Start of Data excerpts
use std::sync::Arc;
use tracing::info;

use crate::config::Config;
use crate::services::storage::LocalStorage;

/// Ensures the image directory exists and hands out the file store.
pub async fn setup_storage(config: &Config) -> anyhow::Result<Arc<LocalStorage>> {
    tokio::fs::create_dir_all(&config.image_dir).await?;

    info!("🗂  Image store: {}", config.image_dir);

    Ok(Arc::new(LocalStorage::new(&config.image_dir)))
}
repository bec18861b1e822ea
pub mod hash;
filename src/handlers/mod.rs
pub mod files;
pub mod gallery;

use crate::error::AppError;

/// Image ids arrive as raw path segments; anything non-numeric is a 404,
/// never a 400.
pub(crate) fn parse_image_id(raw: &str) -> Result<i32, AppError> {
    raw.parse().map_err(|_| AppError::NotFound)
}

/// Converts a serializable record into a liquid value for the templates.
pub(crate) fn to_liquid<T: serde::Serialize>(value: &T) -> Result<liquid::model::Value, AppError> {
    liquid::model::to_value(value).map_err(|e| AppError::Template(e.to_string()))
}
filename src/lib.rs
pub mod config;
pub mod error;
pub mod handlers;
pub mod infrastructure;
pub mod models;
pub mod services;
pub mod templating;
pub mod utils;

use std::sync::Arc;

use axum::{
    Router,
    routing::{get, post},
};
use sqlx::PgPool;

use crate::services::storage::LocalStorage;
use crate::templating::TemplateEngine;

#[derive(Clone)]
pub struct AppState {
    pub db: PgPool,
    pub storage: Arc<LocalStorage>,
    pub templates: Arc<TemplateEngine>,
}

pub fn create_app(state: AppState) -> Router {
    Router::new()
        .route("/", get(handlers::gallery::index))
        .route(
            "/upload",
            get(handlers::gallery::upload_form).post(handlers::files::upload),
        )
        .route("/search", get(handlers::gallery::search))
        .route("/image/:id", get(handlers::gallery::image_detail))
        .route(
            "/image/:id/comments/post",
            post(handlers::gallery::post_comment),
        )
        .route("/image/:id/metadata", get(handlers::files::image_metadata))
        .route("/img/:filename", get(handlers::files::raw_image))
        .with_state(state)
}
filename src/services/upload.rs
//! The upload pipeline: multipart parsing, file persistence, dimension
//! decoding, and row insertion for a new image.

use axum::extract::Multipart;
use sqlx::PgPool;
use tracing::warn;

use crate::error::AppError;
use crate::models::{Image, MetaData};
use crate::services::{
    codec,
    storage::{self, LocalStorage},
};
use crate::utils::hash::content_digest;

/// Everything collected from the multipart upload form.
#[derive(Debug, Default)]
pub struct UploadForm {
    pub title: String,
    pub private: bool,
    pub file: Option<UploadedFile>,
    pub metadata: Option<MetaData>,
}

#[derive(Debug)]
pub struct UploadedFile {
    /// Derived storage name, see [`storage_name`].
    pub name: String,
    pub bytes: Vec<u8>,
}

/// The client filename verbatim when it is a safe single-segment name,
/// otherwise the content digest of the bytes. Digest naming makes identical
/// nameless re-uploads land on the same stored file, and keeps traversal
/// attempts out of the store entirely.
pub fn storage_name(client_name: Option<&str>, bytes: &[u8]) -> String {
    match client_name.filter(|n| storage::is_safe_name(n)) {
        Some(name) => name.to_string(),
        None => content_digest(bytes),
    }
}

/// Accumulates all parts of the upload request. Unknown part names are
/// logged and ignored; a broken metadata document counts as no metadata.
pub async fn collect(mut multipart: Multipart) -> Result<UploadForm, AppError> {
    let mut form = UploadForm::default();

    while let Some(field) = multipart.next_field().await? {
        let name = field.name().unwrap_or_default().to_string();

        match name.as_str() {
            "title" => form.title = field.text().await?,
            "private" => form.private = field.text().await? == "on",
            "file" => {
                let client_name = field.file_name().map(str::to_string);
                let bytes = field.bytes().await?.to_vec();
                let name = storage_name(client_name.as_deref(), &bytes);
                form.file = Some(UploadedFile { name, bytes });
            }
            "metadata" => {
                form.metadata = match field.text().await {
                    Ok(text) => codec::decode(&text),
                    // No usable metadata uploaded, not a problem.
                    Err(_) => None,
                };
            }
            other => warn!("Unknown multipart field ignored: {}", other),
        }
    }

    Ok(form)
}

/// Runs the whole pipeline and returns the new image id for the redirect.
///
/// The stored file is written before the dimensions are decoded, so a corrupt
/// image fails the upload with no Image row written; the orphan file is
/// harmless and may be overwritten by a later upload.
pub async fn run(
    pool: &PgPool,
    storage: &LocalStorage,
    multipart: Multipart,
) -> Result<i32, AppError> {
    let form = collect(multipart).await?;

    let file = form
        .file
        .ok_or_else(|| AppError::BadRequest("no file part in upload".to_string()))?;

    storage.save(&file.name, &file.bytes).await?;

    let (width, height) = decode_dimensions(&storage.path_of(&file.name))?;

    let id = Image::insert(
        pool,
        &form.title,
        &file.name,
        width as i32,
        height as i32,
        form.private,
    )
    .await?;

    if id > 0 {
        if let Some(meta) = &form.metadata {
            MetaData::insert(pool, id, meta).await?;
        }
    }

    Ok(id)
}

/// Width and height of the stored file. Digest-named files carry no
/// extension, so the format is sniffed from the content.
pub fn decode_dimensions(path: &std::path::Path) -> Result<(u32, u32), AppError> {
    let img = image::io::Reader::open(path)?
        .with_guessed_format()?
        .decode()?;
    Ok((img.width(), img.height()))
}

#[cfg(test)]
mod tests {
    use super::*;

    #[test]
    fn test_storage_name_prefers_client_filename() {
        assert_eq!(storage_name(Some("holiday.jpg"), b"bytes"), "holiday.jpg");
    }

    #[test]
    fn test_storage_name_falls_back_to_content_digest() {
        let name = storage_name(None, b"hello world");
        assert_eq!(name, "5eb63bbbe01eeed093cb22bb8f5acdc3");
        // An empty client filename counts as absent.
        assert_eq!(storage_name(Some(""), b"hello world"), name);
    }

    #[test]
    fn test_storage_name_rejects_unsafe_client_filenames() {
        let digest = content_digest(b"payload");
        for name in ["../evil", "a/b.png", "..", "back\\slash"] {
            assert_eq!(storage_name(Some(name), b"payload"), digest, "name: {name:?}");
        }
    }

    #[test]
    fn test_storage_name_is_idempotent_for_same_bytes() {
        assert_eq!(storage_name(None, b"same"), storage_name(None, b"same"));
    }

    #[test]
    fn test_decode_dimensions_reads_back_stored_image() {
        let dir = tempfile::tempdir().unwrap();
        let path = dir.path().join("tiny.png");
        image::RgbImage::new(100, 50).save(&path).unwrap();

        let (width, height) = decode_dimensions(&path).unwrap();
        assert_eq!((width, height), (100, 50));
    }

    #[test]
    fn test_decode_dimensions_fails_on_garbage() {
        let dir = tempfile::tempdir().unwrap();
        let path = dir.path().join("garbage");
        std::fs::write(&path, b"definitely not an image").unwrap();

        assert!(decode_dimensions(&path).is_err());
    }
}
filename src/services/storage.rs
use std::path::{Path, PathBuf};
use tokio::fs;

/// Extensions never served back out of the image directory.
pub const FORBIDDEN_EXTENSIONS: &[&str] = &["txt"];

/// File store for uploaded images: a flat directory with one file per image,
/// named by the client filename or the content digest.
#[derive(Debug, Clone)]
pub struct LocalStorage {
    root: PathBuf,
}

impl LocalStorage {
    pub fn new(root: impl Into<PathBuf>) -> Self {
        Self { root: root.into() }
    }

    pub fn root(&self) -> &Path {
        &self.root
    }

    /// Absolute path of a stored file, for readers that want the file itself
    /// rather than its bytes.
    pub fn path_of(&self, name: &str) -> PathBuf {
        self.root.join(name)
    }

    /// Writes uploaded bytes under `name`, overwriting any same-named file.
    /// Names that could escape the storage root are refused.
    pub async fn save(&self, name: &str, bytes: &[u8]) -> std::io::Result<()> {
        if !is_safe_name(name) {
            return Err(std::io::Error::new(
                std::io::ErrorKind::InvalidInput,
                "invalid file name",
            ));
        }
        fs::write(self.root.join(name), bytes).await
    }

    /// Reads a stored file back. Names that could escape the storage root
    /// are refused outright.
    pub async fn read(&self, name: &str) -> std::io::Result<Vec<u8>> {
        if !is_safe_name(name) {
            return Err(std::io::Error::new(
                std::io::ErrorKind::NotFound,
                "invalid file name",
            ));
        }
        fs::read(self.root.join(name)).await
    }
}

/// A name is safe when it resolves to a direct child of the storage root.
pub fn is_safe_name(name: &str) -> bool {
    !name.is_empty() && !name.contains('/') && !name.contains('\\') && name != "." && name != ".."
}

/// True for filenames the raw-file route must answer with a 404.
pub fn has_forbidden_extension(name: &str) -> bool {
    let lower = name.to_lowercase();
    FORBIDDEN_EXTENSIONS
        .iter()
        .any(|ext| lower.ends_with(&format!(".{ext}")))
}

#[cfg(test)]
mod tests {
    use super::*;

    #[tokio::test]
    async fn test_save_then_read_round_trip() {
        let dir = tempfile::tempdir().unwrap();
        let storage = LocalStorage::new(dir.path());

        storage.save("photo.jpg", b"jpeg bytes").await.unwrap();
        let bytes = storage.read("photo.jpg").await.unwrap();
        assert_eq!(bytes, b"jpeg bytes");
    }

    #[tokio::test]
    async fn test_save_overwrites_existing_file() {
        let dir = tempfile::tempdir().unwrap();
        let storage = LocalStorage::new(dir.path());

        storage.save("photo.jpg", b"first").await.unwrap();
        storage.save("photo.jpg", b"second").await.unwrap();
        assert_eq!(storage.read("photo.jpg").await.unwrap(), b"second");
    }

    #[tokio::test]
    async fn test_read_missing_file_is_not_found() {
        let dir = tempfile::tempdir().unwrap();
        let storage = LocalStorage::new(dir.path());

        let err = storage.read("nope.png").await.unwrap_err();
        assert_eq!(err.kind(), std::io::ErrorKind::NotFound);
    }

    #[tokio::test]
    async fn test_save_refuses_traversal_names() {
        let dir = tempfile::tempdir().unwrap();
        let storage = LocalStorage::new(dir.path());

        for name in ["../evil", "a/b.png", "..", ""] {
            let err = storage.save(name, b"payload").await.unwrap_err();
            assert_eq!(err.kind(), std::io::ErrorKind::InvalidInput, "name: {name:?}");
        }
        // Nothing escaped into the parent of the storage root.
        assert!(!dir.path().parent().unwrap().join("evil").exists());
    }

    #[tokio::test]
    async fn test_read_refuses_traversal_names() {
        let dir = tempfile::tempdir().unwrap();
        let storage = LocalStorage::new(dir.path());

        for name in ["../etc/passwd", "a/b.png", "..", ""] {
            let err = storage.read(name).await.unwrap_err();
            assert_eq!(err.kind(), std::io::ErrorKind::NotFound, "name: {name:?}");
        }
    }

    #[test]
    fn test_forbidden_extension() {
        assert!(has_forbidden_extension("notes.txt"));
        assert!(has_forbidden_extension("NOTES.TXT"));
        assert!(!has_forbidden_extension("photo.jpg"));
        assert!(!has_forbidden_extension("txt"));
    }
}
use axum::{
    Json,
    http::StatusCode,
    response::{IntoResponse, Response},
};
use serde_json::json;
use thiserror::Error;

#[derive(Error, Debug)]
pub enum AppError {
    #[error("database error: {0}")]
    Database(#[from] sqlx::Error),

    #[error("not found")]
    NotFound,

    #[error("bad request: {0}")]
    BadRequest(String),

    #[error("multipart error: {0}")]
    Multipart(#[from] axum::extract::multipart::MultipartError),

    #[error("i/o error: {0}")]
    Io(#[from] std::io::Error),

    #[error("image decode error: {0}")]
    ImageDecode(#[from] image::ImageError),

    #[error("template error: {0}")]
    Template(String),
}

impl IntoResponse for AppError {
    fn into_response(self) -> Response {
        let (status, message) = match self {
            // 404s carry no body; the page templates are the user surface.
            AppError::NotFound => return StatusCode::NOT_FOUND.into_response(),
            AppError::Database(e) => {
                tracing::error!("Database error: {:?}", e);
                (
                    StatusCode::INTERNAL_SERVER_ERROR,
                    "Internal Server Error".to_string(),
                )
            }
            AppError::BadRequest(msg) => (StatusCode::BAD_REQUEST, msg),
            AppError::Multipart(e) => (StatusCode::BAD_REQUEST, e.to_string()),
            AppError::Io(e) => {
                tracing::error!("I/O error: {:?}", e);
                (
                    StatusCode::INTERNAL_SERVER_ERROR,
                    "Internal Server Error".to_string(),
                )
            }
            AppError::ImageDecode(e) => {
                tracing::error!("Uploaded file is not a decodable image: {:?}", e);
                (
                    StatusCode::INTERNAL_SERVER_ERROR,
                    "Internal Server Error".to_string(),
                )
            }
            AppError::Template(msg) => {
                tracing::error!("Template rendering error: {}", msg);
                (
                    StatusCode::INTERNAL_SERVER_ERROR,
                    "Internal Server Error".to_string(),
                )
            }
        };

        let body = Json(json!({
            "error": message
        }));

        (status, body).into_response()
    }
}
End of Data excerpts
**Work to complete**
Copy the stretch of the records above that runs from the line with "height) = decode_dimensions(&storage.path_of(&file.name))?;" through the line with "pub fn decode_dimensions(path: &std::path::Path)". Both end lines belong in the copy, and nothing else does.

**Response area**
    let (width, height) = decode_dimensions(&storage.path_of(&file.name))?;

    let id = Image::insert(
        pool,
        &form.title,
        &file.name,
        width as i32,
        height as i32,
        form.private,
    )
    .await?;

    if id > 0 {
        if let Some(meta) = &form.metadata {
            MetaData::insert(pool, id, meta).await?;
        }
    }

    Ok(id)
}

/// Width and height of the stored file. Digest-named files carry no
/// extension, so the format is sniffed from the content.
pub fn decode_dimensions(path: &std::path::Path) -> Result<(u32, u32), AppError> {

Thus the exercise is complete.